Exercise instructions:
Below are the records. Reproduce the line that contains "pub fn packed(mut" and every line after it to the end, exactly and alone.

Supplied data:
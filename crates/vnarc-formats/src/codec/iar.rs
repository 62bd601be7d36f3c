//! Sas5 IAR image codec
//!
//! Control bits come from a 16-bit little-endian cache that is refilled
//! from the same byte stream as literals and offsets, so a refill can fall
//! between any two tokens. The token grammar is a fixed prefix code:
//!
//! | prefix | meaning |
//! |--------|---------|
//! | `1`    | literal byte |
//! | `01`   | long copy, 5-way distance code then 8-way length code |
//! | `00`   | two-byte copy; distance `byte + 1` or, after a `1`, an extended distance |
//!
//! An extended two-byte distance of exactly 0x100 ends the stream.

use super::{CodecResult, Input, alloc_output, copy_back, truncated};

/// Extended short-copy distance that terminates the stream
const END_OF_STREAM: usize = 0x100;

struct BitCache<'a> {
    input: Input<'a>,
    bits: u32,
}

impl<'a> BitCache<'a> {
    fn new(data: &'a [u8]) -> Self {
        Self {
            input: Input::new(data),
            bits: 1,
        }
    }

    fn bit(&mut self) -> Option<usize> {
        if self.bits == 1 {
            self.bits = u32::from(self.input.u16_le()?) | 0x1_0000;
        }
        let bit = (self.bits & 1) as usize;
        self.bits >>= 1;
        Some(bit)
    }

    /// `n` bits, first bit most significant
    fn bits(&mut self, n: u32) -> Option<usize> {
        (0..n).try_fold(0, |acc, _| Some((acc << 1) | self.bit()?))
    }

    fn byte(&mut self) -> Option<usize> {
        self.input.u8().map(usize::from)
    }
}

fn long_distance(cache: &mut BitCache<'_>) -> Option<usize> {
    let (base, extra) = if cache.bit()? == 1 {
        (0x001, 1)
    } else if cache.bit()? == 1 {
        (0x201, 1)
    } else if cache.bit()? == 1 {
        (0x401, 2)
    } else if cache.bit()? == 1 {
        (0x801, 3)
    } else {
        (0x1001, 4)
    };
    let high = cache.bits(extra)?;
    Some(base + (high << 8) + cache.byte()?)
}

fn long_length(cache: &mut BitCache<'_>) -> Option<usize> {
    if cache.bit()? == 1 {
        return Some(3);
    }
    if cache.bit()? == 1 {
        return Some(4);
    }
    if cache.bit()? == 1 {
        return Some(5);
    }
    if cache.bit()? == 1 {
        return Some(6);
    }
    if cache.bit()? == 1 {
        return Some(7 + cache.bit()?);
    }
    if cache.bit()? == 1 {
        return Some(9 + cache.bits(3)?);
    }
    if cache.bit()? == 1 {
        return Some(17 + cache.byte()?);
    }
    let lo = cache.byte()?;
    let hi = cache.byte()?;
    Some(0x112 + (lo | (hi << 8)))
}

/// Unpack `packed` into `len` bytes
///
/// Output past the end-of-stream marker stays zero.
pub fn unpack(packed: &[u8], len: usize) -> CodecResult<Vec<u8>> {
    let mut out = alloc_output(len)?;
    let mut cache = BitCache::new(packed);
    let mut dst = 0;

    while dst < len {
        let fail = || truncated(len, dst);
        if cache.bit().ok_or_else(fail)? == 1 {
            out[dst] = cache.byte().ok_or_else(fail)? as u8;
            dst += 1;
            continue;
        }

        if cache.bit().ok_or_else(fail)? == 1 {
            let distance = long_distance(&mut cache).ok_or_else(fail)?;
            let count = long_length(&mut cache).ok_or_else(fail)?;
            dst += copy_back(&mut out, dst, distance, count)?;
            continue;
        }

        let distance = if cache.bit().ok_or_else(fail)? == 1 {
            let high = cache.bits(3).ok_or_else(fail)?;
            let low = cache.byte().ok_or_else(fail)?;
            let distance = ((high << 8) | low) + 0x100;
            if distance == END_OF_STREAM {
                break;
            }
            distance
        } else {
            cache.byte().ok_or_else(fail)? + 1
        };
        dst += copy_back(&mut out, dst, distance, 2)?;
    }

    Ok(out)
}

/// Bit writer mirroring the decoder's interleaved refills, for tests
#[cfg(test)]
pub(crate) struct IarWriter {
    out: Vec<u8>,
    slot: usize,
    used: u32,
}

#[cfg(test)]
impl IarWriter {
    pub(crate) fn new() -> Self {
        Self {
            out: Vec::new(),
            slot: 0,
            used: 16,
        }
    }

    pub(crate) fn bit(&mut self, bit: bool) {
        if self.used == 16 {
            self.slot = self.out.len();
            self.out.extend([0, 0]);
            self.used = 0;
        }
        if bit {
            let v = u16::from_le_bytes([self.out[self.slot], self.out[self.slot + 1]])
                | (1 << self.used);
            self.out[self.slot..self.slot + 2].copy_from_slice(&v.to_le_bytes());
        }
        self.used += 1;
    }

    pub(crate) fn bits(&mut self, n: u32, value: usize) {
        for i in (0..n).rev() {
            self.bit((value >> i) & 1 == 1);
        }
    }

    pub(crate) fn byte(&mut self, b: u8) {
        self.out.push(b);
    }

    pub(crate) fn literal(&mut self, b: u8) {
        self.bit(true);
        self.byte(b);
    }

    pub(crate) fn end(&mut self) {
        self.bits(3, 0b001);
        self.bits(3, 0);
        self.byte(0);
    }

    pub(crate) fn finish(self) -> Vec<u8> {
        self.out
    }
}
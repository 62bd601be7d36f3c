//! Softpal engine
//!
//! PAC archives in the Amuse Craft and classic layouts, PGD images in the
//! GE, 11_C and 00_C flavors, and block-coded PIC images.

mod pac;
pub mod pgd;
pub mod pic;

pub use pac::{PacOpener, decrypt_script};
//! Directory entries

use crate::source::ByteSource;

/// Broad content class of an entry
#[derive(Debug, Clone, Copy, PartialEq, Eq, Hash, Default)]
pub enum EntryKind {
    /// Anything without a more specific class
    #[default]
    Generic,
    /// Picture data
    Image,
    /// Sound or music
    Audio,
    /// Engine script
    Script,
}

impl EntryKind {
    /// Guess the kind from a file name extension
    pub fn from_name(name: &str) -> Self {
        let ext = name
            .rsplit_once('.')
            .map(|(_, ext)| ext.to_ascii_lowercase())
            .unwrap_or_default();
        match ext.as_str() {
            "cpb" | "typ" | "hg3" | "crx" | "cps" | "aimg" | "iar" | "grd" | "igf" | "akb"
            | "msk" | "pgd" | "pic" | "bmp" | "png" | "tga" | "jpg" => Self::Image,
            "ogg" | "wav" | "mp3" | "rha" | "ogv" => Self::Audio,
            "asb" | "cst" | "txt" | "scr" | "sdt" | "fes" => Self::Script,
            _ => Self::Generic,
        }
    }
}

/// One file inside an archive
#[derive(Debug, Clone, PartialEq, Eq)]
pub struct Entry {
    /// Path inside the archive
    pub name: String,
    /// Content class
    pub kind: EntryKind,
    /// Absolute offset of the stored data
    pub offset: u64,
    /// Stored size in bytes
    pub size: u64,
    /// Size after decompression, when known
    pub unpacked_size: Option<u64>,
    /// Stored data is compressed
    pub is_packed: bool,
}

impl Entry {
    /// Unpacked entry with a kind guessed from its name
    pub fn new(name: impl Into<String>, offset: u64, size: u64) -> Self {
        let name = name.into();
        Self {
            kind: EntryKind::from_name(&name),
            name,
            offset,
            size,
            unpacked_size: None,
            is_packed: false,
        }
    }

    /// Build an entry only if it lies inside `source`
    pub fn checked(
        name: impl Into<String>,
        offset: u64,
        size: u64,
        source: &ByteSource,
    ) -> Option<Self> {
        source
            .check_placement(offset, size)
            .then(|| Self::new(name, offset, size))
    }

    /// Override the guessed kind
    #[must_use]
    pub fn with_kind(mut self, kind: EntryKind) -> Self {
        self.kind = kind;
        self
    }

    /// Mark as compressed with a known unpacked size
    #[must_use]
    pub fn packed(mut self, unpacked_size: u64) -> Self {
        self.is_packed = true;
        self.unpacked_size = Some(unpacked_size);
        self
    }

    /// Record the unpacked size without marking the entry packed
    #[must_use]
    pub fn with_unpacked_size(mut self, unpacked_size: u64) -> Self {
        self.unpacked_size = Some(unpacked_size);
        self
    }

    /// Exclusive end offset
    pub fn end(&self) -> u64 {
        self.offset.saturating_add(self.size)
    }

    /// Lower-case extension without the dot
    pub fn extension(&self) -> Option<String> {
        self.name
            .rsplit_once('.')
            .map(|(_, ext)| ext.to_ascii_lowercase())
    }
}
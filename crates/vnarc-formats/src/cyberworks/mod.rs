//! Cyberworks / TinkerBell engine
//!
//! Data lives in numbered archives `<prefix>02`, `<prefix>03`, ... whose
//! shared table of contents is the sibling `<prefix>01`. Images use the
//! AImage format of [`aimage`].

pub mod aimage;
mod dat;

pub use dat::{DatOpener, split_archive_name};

Answer:
    pub fn packed(mut self, unpacked_size: u64) -> Self {
        self.is_packed = true;
        self.unpacked_size = Some(unpacked_size);
        self
    }

    /// Record the unpacked size without marking the entry packed
    #[must_use]
    pub fn with_unpacked_size(mut self, unpacked_size: u64) -> Self {
        self.unpacked_size = Some(unpacked_size);
        self
    }

    /// Exclusive end offset
    pub fn end(&self) -> u64 {
        self.offset.saturating_add(self.size)
    }

    /// Lower-case extension without the dot
    pub fn extension(&self) -> Option<String> {
        self.name
            .rsplit_once('.')
            .map(|(_, ext)| ext.to_ascii_lowercase())
    }
}
filename crates/vnarc-formats/src/cyberworks/mod.rs
//! Cyberworks / TinkerBell engine
//!
//! Data lives in numbered archives `<prefix>02`, `<prefix>03`, ... whose
//! shared table of contents is the sibling `<prefix>01`. Images use the
//! AImage format of [`aimage`].

pub mod aimage;
mod dat;

pub use dat::{DatOpener, split_archive_name};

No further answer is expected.